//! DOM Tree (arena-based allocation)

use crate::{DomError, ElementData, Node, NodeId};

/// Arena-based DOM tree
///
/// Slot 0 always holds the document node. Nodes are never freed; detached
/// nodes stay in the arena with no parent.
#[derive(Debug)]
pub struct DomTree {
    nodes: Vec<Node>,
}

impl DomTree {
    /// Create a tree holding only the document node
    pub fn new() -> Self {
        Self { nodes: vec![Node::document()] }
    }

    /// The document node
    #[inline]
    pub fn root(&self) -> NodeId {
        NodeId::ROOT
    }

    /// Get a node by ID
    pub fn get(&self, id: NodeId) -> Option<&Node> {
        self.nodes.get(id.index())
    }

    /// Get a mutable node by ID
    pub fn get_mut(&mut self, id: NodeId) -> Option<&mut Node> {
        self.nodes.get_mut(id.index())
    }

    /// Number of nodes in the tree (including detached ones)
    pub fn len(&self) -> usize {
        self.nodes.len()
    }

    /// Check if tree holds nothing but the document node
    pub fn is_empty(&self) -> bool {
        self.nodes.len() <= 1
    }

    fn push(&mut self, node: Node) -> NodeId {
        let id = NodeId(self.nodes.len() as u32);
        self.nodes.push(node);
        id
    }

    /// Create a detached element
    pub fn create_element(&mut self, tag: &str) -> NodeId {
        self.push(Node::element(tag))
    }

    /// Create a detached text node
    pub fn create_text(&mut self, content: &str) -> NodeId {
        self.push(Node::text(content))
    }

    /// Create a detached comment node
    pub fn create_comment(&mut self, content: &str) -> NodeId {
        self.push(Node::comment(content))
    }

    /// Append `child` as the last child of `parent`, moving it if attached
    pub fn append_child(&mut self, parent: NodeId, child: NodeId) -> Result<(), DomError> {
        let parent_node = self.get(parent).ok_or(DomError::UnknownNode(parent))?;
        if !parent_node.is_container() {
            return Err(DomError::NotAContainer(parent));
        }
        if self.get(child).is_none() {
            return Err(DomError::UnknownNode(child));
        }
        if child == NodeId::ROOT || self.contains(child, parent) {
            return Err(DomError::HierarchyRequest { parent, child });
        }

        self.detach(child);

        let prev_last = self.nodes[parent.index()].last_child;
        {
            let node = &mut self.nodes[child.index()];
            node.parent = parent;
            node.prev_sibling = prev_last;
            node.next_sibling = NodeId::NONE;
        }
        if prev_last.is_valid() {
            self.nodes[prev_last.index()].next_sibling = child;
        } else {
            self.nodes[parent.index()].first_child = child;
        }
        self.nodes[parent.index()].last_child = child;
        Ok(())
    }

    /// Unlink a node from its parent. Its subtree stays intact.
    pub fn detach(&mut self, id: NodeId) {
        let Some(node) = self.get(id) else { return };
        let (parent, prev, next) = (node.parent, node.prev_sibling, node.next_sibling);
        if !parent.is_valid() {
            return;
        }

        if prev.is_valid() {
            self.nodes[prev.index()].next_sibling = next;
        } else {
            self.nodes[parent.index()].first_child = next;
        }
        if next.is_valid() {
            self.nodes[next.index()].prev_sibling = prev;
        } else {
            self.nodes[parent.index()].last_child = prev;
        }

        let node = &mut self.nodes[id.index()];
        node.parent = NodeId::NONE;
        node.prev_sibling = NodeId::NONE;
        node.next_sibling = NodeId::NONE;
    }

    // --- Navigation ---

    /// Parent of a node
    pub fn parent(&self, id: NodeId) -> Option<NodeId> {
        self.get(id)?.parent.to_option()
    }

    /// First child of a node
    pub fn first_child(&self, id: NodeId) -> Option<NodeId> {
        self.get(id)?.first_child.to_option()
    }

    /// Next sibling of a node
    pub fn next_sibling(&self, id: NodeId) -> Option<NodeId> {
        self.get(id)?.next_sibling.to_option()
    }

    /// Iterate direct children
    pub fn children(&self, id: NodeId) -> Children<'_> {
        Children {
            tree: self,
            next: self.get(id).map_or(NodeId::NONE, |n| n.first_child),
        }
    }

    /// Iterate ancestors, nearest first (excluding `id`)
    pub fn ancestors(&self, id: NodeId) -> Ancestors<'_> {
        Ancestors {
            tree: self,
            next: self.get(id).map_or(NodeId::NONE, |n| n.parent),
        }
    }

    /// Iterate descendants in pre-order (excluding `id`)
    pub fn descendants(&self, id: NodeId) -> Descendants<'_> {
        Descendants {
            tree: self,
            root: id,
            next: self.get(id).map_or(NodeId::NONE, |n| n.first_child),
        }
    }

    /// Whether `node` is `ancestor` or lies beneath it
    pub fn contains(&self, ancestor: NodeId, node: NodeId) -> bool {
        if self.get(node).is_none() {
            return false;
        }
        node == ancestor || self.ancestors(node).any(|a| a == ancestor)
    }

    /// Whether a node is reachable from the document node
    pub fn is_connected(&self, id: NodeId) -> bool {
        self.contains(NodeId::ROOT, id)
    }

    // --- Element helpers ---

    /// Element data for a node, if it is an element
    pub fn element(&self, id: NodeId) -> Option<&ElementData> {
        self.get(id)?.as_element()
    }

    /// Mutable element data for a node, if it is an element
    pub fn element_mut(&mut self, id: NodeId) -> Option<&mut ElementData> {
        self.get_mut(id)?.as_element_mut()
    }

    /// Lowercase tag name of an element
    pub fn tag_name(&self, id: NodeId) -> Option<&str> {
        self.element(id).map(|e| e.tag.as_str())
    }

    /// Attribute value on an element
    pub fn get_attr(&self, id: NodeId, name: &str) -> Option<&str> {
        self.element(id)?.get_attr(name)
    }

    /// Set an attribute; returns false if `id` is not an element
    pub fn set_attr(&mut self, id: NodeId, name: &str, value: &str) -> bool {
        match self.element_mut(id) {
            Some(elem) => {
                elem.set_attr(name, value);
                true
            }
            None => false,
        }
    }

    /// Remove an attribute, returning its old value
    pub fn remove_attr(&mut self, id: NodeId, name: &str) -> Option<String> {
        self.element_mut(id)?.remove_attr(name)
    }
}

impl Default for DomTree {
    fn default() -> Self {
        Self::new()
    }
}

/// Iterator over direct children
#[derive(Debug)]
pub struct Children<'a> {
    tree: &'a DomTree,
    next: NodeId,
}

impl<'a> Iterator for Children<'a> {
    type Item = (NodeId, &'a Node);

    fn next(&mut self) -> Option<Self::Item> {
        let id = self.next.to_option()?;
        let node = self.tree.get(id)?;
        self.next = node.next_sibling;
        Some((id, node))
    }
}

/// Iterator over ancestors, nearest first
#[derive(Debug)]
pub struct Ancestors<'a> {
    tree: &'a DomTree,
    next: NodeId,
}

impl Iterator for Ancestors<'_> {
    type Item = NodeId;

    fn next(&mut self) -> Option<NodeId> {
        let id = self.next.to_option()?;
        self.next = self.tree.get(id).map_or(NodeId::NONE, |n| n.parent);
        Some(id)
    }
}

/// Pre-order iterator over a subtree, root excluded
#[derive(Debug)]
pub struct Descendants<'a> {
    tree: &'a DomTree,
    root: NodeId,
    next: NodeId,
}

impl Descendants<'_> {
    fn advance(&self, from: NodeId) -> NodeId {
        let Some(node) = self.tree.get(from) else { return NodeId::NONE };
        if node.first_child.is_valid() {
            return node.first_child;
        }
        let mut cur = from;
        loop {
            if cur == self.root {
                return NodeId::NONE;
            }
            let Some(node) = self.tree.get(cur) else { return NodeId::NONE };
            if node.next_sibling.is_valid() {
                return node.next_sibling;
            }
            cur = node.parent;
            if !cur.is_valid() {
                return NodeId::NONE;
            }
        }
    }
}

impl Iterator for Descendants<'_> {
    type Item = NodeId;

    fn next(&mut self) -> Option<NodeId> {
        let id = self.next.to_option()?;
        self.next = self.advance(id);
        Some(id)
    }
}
++++++++
_INSTRUCTIONS FOR THE TASK_
Retype each entry exactly.

_THE COMPLETED TASK_
//! DOM Tree (arena-based allocation)

use crate::{DomError, ElementData, Node, NodeId};

/// Arena-based DOM tree
///
/// Slot 0 always holds the document node. Nodes are never freed; detached
/// nodes stay in the arena with no parent.
#[derive(Debug)]
pub struct DomTree {
    nodes: Vec<Node>,
}

impl DomTree {
    /// Create a tree holding only the document node
    pub fn new() -> Self {
        Self { nodes: vec![Node::document()] }
    }

    /// The document node
    #[inline]
    pub fn root(&self) -> NodeId {
        NodeId::ROOT
    }

    /// Get a node by ID
    pub fn get(&self, id: NodeId) -> Option<&Node> {
        self.nodes.get(id.index())
    }

    /// Get a mutable node by ID
    pub fn get_mut(&mut self, id: NodeId) -> Option<&mut Node> {
        self.nodes.get_mut(id.index())
    }

    /// Number of nodes in the tree (including detached ones)
    pub fn len(&self) -> usize {
        self.nodes.len()
    }

    /// Check if tree holds nothing but the document node
    pub fn is_empty(&self) -> bool {
        self.nodes.len() <= 1
    }

    fn push(&mut self, node: Node) -> NodeId {
        let id = NodeId(self.nodes.len() as u32);
        self.nodes.push(node);
        id
    }

    /// Create a detached element
    pub fn create_element(&mut self, tag: &str) -> NodeId {
        self.push(Node::element(tag))
    }

    /// Create a detached text node
    pub fn create_text(&mut self, content: &str) -> NodeId {
        self.push(Node::text(content))
    }

    /// Create a detached comment node
    pub fn create_comment(&mut self, content: &str) -> NodeId {
        self.push(Node::comment(content))
    }

    /// Append `child` as the last child of `parent`, moving it if attached
    pub fn append_child(&mut self, parent: NodeId, child: NodeId) -> Result<(), DomError> {
        let parent_node = self.get(parent).ok_or(DomError::UnknownNode(parent))?;
        if !parent_node.is_container() {
            return Err(DomError::NotAContainer(parent));
        }
        if self.get(child).is_none() {
            return Err(DomError::UnknownNode(child));
        }
        if child == NodeId::ROOT || self.contains(child, parent) {
            return Err(DomError::HierarchyRequest { parent, child });
        }

        self.detach(child);

        let prev_last = self.nodes[parent.index()].last_child;
        {
            let node = &mut self.nodes[child.index()];
            node.parent = parent;
            node.prev_sibling = prev_last;
            node.next_sibling = NodeId::NONE;
        }
        if prev_last.is_valid() {
            self.nodes[prev_last.index()].next_sibling = child;
        } else {
            self.nodes[parent.index()].first_child = child;
        }
        self.nodes[parent.index()].last_child = child;
        Ok(())
    }

    /// Unlink a node from its parent. Its subtree stays intact.
    pub fn detach(&mut self, id: NodeId) {
        let Some(node) = self.get(id) else { return };
        let (parent, prev, next) = (node.parent, node.prev_sibling, node.next_sibling);
        if !parent.is_valid() {
            return;
        }

        if prev.is_valid() {
            self.nodes[prev.index()].next_sibling = next;
        } else {
            self.nodes[parent.index()].first_child = next;
        }
        if next.is_valid() {
            self.nodes[next.index()].prev_sibling = prev;
        } else {
            self.nodes[parent.index()].last_child = prev;
        }

        let node = &mut self.nodes[id.index()];
        node.parent = NodeId::NONE;
        node.prev_sibling = NodeId::NONE;
        node.next_sibling = NodeId::NONE;
    }

    // --- Navigation ---

    /// Parent of a node
    pub fn parent(&self, id: NodeId) -> Option<NodeId> {
        self.get(id)?.parent.to_option()
    }

    /// First child of a node
    pub fn first_child(&self, id: NodeId) -> Option<NodeId> {
        self.get(id)?.first_child.to_option()
    }

    /// Next sibling of a node
    pub fn next_sibling(&self, id: NodeId) -> Option<NodeId> {
        self.get(id)?.next_sibling.to_option()
    }

    /// Iterate direct children
    pub fn children(&self, id: NodeId) -> Children<'_> {
        Children {
            tree: self,
            next: self.get(id).map_or(NodeId::NONE, |n| n.first_child),
        }
    }

    /// Iterate ancestors, nearest first (excluding `id`)
    pub fn ancestors(&self, id: NodeId) -> Ancestors<'_> {
        Ancestors {
            tree: self,
            next: self.get(id).map_or(NodeId::NONE, |n| n.parent),
        }
    }

    /// Iterate descendants in pre-order (excluding `id`)
    pub fn descendants(&self, id: NodeId) -> Descendants<'_> {
        Descendants {
            tree: self,
            root: id,
            next: self.get(id).map_or(NodeId::NONE, |n| n.first_child),
        }
    }

    /// Whether `node` is `ancestor` or lies beneath it
    pub fn contains(&self, ancestor: NodeId, node: NodeId) -> bool {
        if self.get(node).is_none() {
            return false;
        }
        node == ancestor || self.ancestors(node).any(|a| a == ancestor)
    }

    /// Whether a node is reachable from the document node
    pub fn is_connected(&self, id: NodeId) -> bool {
        self.contains(NodeId::ROOT, id)
    }

    // --- Element helpers ---

    /// Element data for a node, if it is an element
    pub fn element(&self, id: NodeId) -> Option<&ElementData> {
        self.get(id)?.as_element()
    }

    /// Mutable element data for a node, if it is an element
    pub fn element_mut(&mut self, id: NodeId) -> Option<&mut ElementData> {
        self.get_mut(id)?.as_element_mut()
    }

    /// Lowercase tag name of an element
    pub fn tag_name(&self, id: NodeId) -> Option<&str> {
        self.element(id).map(|e| e.tag.as_str())
    }

    /// Attribute value on an element
    pub fn get_attr(&self, id: NodeId, name: &str) -> Option<&str> {
        self.element(id)?.get_attr(name)
    }

    /// Set an attribute; returns false if `id` is not an element
    pub fn set_attr(&mut self, id: NodeId, name: &str, value: &str) -> bool {
        match self.element_mut(id) {
            Some(elem) => {
                elem.set_attr(name, value);
                true
            }
            None => false,
        }
    }

    /// Remove an attribute, returning its old value
    pub fn remove_attr(&mut self, id: NodeId, name: &str) -> Option<String> {
        self.element_mut(id)?.remove_attr(name)
    }
}

impl Default for DomTree {
    fn default() -> Self {
        Self::new()
    }
}

/// Iterator over direct children
#[derive(Debug)]
pub struct Children<'a> {
    tree: &'a DomTree,
    next: NodeId,
}

impl<'a> Iterator for Children<'a> {
    type Item = (NodeId, &'a Node);

    fn next(&mut self) -> Option<Self::Item> {
        let id = self.next.to_option()?;
        let node = self.tree.get(id)?;
        self.next = node.next_sibling;
        Some((id, node))
    }
}

/// Iterator over ancestors, nearest first
#[derive(Debug)]
pub struct Ancestors<'a> {
    tree: &'a DomTree,
    next: NodeId,
}

impl Iterator for Ancestors<'_> {
    type Item = NodeId;

    fn next(&mut self) -> Option<NodeId> {
        let id = self.next.to_option()?;
        self.next = self.tree.get(id).map_or(NodeId::NONE, |n| n.parent);
        Some(id)
    }
}

/// Pre-order iterator over a subtree, root excluded
#[derive(Debug)]
pub struct Descendants<'a> {
    tree: &'a DomTree,
    root: NodeId,
    next: NodeId,
}

impl Descendants<'_> {
    fn advance(&self, from: NodeId) -> NodeId {
        let Some(node) = self.tree.get(from) else { return NodeId::NONE };
        if node.first_child.is_valid() {
            return node.first_child;
        }
        let mut cur = from;
        loop {
            if cur == self.root {
                return NodeId::NONE;
            }
            let Some(node) = self.tree.get(cur) else { return NodeId::NONE };
            if node.next_sibling.is_valid() {
                return node.next_sibling;
            }
            cur = node.parent;
            if !cur.is_valid() {
                return NodeId::NONE;
            }
        }
    }
}

impl Iterator for Descendants<'_> {
    type Item = NodeId;

    fn next(&mut self) -> Option<NodeId> {
        let id = self.next.to_option()?;
        self.next = self.advance(id);
        Some(id)
    }
}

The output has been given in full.